=== WORK INSTRUCTIONS ===
Provide a verbatim copy of the data below.

----------

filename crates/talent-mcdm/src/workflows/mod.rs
pub mod selection;
//! CSV ingestion for candidate assessments and job positions.

mod parser;

use std::collections::HashSet;
use std::io::Read;
use std::path::Path;

use tracing::debug;

use super::domain::{JobProfile, RawCandidate, SelectionError};

#[derive(Debug)]
pub enum ImportError {
    Io(std::io::Error),
    Csv(csv::Error),
    MissingColumn(&'static str),
    InvalidNumber {
        line: u64,
        column: String,
        value: String,
    },
    Selection(SelectionError),
}

impl std::fmt::Display for ImportError {
    fn fmt(&self, f: &mut std::fmt::Formatter<'_>) -> std::fmt::Result {
        match self {
            ImportError::Io(err) => write!(f, "failed to read export: {}", err),
            ImportError::Csv(err) => write!(f, "invalid CSV data: {}", err),
            ImportError::MissingColumn(column) => {
                write!(f, "CSV header is missing required column {}", column)
            }
            ImportError::InvalidNumber {
                line,
                column,
                value,
            } => write!(
                f,
                "line {}: column {} holds '{}', expected a number",
                line, column, value
            ),
            ImportError::Selection(err) => write!(f, "invalid job position row: {}", err),
        }
    }
}

impl std::error::Error for ImportError {
    fn source(&self) -> Option<&(dyn std::error::Error + 'static)> {
        match self {
            ImportError::Io(err) => Some(err),
            ImportError::Csv(err) => Some(err),
            ImportError::Selection(err) => Some(err),
            ImportError::MissingColumn(_) | ImportError::InvalidNumber { .. } => None,
        }
    }
}

impl From<std::io::Error> for ImportError {
    fn from(err: std::io::Error) -> Self {
        Self::Io(err)
    }
}

impl From<csv::Error> for ImportError {
    fn from(err: csv::Error) -> Self {
        Self::Csv(err)
    }
}

impl From<SelectionError> for ImportError {
    fn from(err: SelectionError) -> Self {
        Self::Selection(err)
    }
}

/// Loads candidate rows from the assessment dataset export.
pub struct CandidateImporter;

impl CandidateImporter {
    pub fn from_path<P: AsRef<Path>>(path: P) -> Result<Vec<RawCandidate>, ImportError> {
        let file = std::fs::File::open(path)?;
        Self::from_reader(file)
    }

    pub fn from_reader<R: Read>(reader: R) -> Result<Vec<RawCandidate>, ImportError> {
        let candidates = parser::parse_candidates(reader)?;
        debug!(candidates = candidates.len(), "imported candidate rows");
        Ok(candidates)
    }
}

/// Loads and validates job position rows.
pub struct JobPositionImporter;

impl JobPositionImporter {
    pub fn from_path<P: AsRef<Path>>(path: P) -> Result<Vec<JobProfile>, ImportError> {
        let file = std::fs::File::open(path)?;
        Self::from_reader(file)
    }

    pub fn from_reader<R: Read>(reader: R) -> Result<Vec<JobProfile>, ImportError> {
        let profiles = parser::parse_job_profiles(reader)?
            .into_iter()
            .map(JobProfile::try_from)
            .collect::<Result<Vec<_>, _>>()?;
        ensure_unique_titles(&profiles)?;
        debug!(positions = profiles.len(), "imported job positions");
        Ok(profiles)
    }
}

/// Titles are looked up case-insensitively, so two rows differing only in case collide.
fn ensure_unique_titles(profiles: &[JobProfile]) -> Result<(), SelectionError> {
    let mut seen = HashSet::new();
    for profile in profiles {
        if !seen.insert(profile.title.trim().to_ascii_lowercase()) {
            return Err(SelectionError::invalid(format!(
                "job position '{}' is listed more than once",
                profile.title
            )));
        }
    }
    Ok(())
}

----------

=== COMPLETED EXERCISE ===
filename crates/talent-mcdm/src/workflows/mod.rs
pub mod selection;
//! CSV ingestion for candidate assessments and job positions.

mod parser;

use std::collections::HashSet;
use std::io::Read;
use std::path::Path;

use tracing::debug;

use super::domain::{JobProfile, RawCandidate, SelectionError};

#[derive(Debug)]
pub enum ImportError {
    Io(std::io::Error),
    Csv(csv::Error),
    MissingColumn(&'static str),
    InvalidNumber {
        line: u64,
        column: String,
        value: String,
    },
    Selection(SelectionError),
}

impl std::fmt::Display for ImportError {
    fn fmt(&self, f: &mut std::fmt::Formatter<'_>) -> std::fmt::Result {
        match self {
            ImportError::Io(err) => write!(f, "failed to read export: {}", err),
            ImportError::Csv(err) => write!(f, "invalid CSV data: {}", err),
            ImportError::MissingColumn(column) => {
                write!(f, "CSV header is missing required column {}", column)
            }
            ImportError::InvalidNumber {
                line,
                column,
                value,
            } => write!(
                f,
                "line {}: column {} holds '{}', expected a number",
                line, column, value
            ),
            ImportError::Selection(err) => write!(f, "invalid job position row: {}", err),
        }
    }
}

impl std::error::Error for ImportError {
    fn source(&self) -> Option<&(dyn std::error::Error + 'static)> {
        match self {
            ImportError::Io(err) => Some(err),
            ImportError::Csv(err) => Some(err),
            ImportError::Selection(err) => Some(err),
            ImportError::MissingColumn(_) | ImportError::InvalidNumber { .. } => None,
        }
    }
}

impl From<std::io::Error> for ImportError {
    fn from(err: std::io::Error) -> Self {
        Self::Io(err)
    }
}

impl From<csv::Error> for ImportError {
    fn from(err: csv::Error) -> Self {
        Self::Csv(err)
    }
}

impl From<SelectionError> for ImportError {
    fn from(err: SelectionError) -> Self {
        Self::Selection(err)
    }
}

/// Loads candidate rows from the assessment dataset export.
pub struct CandidateImporter;

impl CandidateImporter {
    pub fn from_path<P: AsRef<Path>>(path: P) -> Result<Vec<RawCandidate>, ImportError> {
        let file = std::fs::File::open(path)?;
        Self::from_reader(file)
    }

    pub fn from_reader<R: Read>(reader: R) -> Result<Vec<RawCandidate>, ImportError> {
        let candidates = parser::parse_candidates(reader)?;
        debug!(candidates = candidates.len(), "imported candidate rows");
        Ok(candidates)
    }
}

/// Loads and validates job position rows.
pub struct JobPositionImporter;

impl JobPositionImporter {
    pub fn from_path<P: AsRef<Path>>(path: P) -> Result<Vec<JobProfile>, ImportError> {
        let file = std::fs::File::open(path)?;
        Self::from_reader(file)
    }

    pub fn from_reader<R: Read>(reader: R) -> Result<Vec<JobProfile>, ImportError> {
        let profiles = parser::parse_job_profiles(reader)?
            .into_iter()
            .map(JobProfile::try_from)
            .collect::<Result<Vec<_>, _>>()?;
        ensure_unique_titles(&profiles)?;
        debug!(positions = profiles.len(), "imported job positions");
        Ok(profiles)
    }
}

/// Titles are looked up case-insensitively, so two rows differing only in case collide.
fn ensure_unique_titles(profiles: &[JobProfile]) -> Result<(), SelectionError> {
    let mut seen = HashSet::new();
    for profile in profiles {
        if !seen.insert(profile.title.trim().to_ascii_lowercase()) {
            return Err(SelectionError::invalid(format!(
                "job position '{}' is listed more than once",
                profile.title
            )));
        }
    }
    Ok(())
}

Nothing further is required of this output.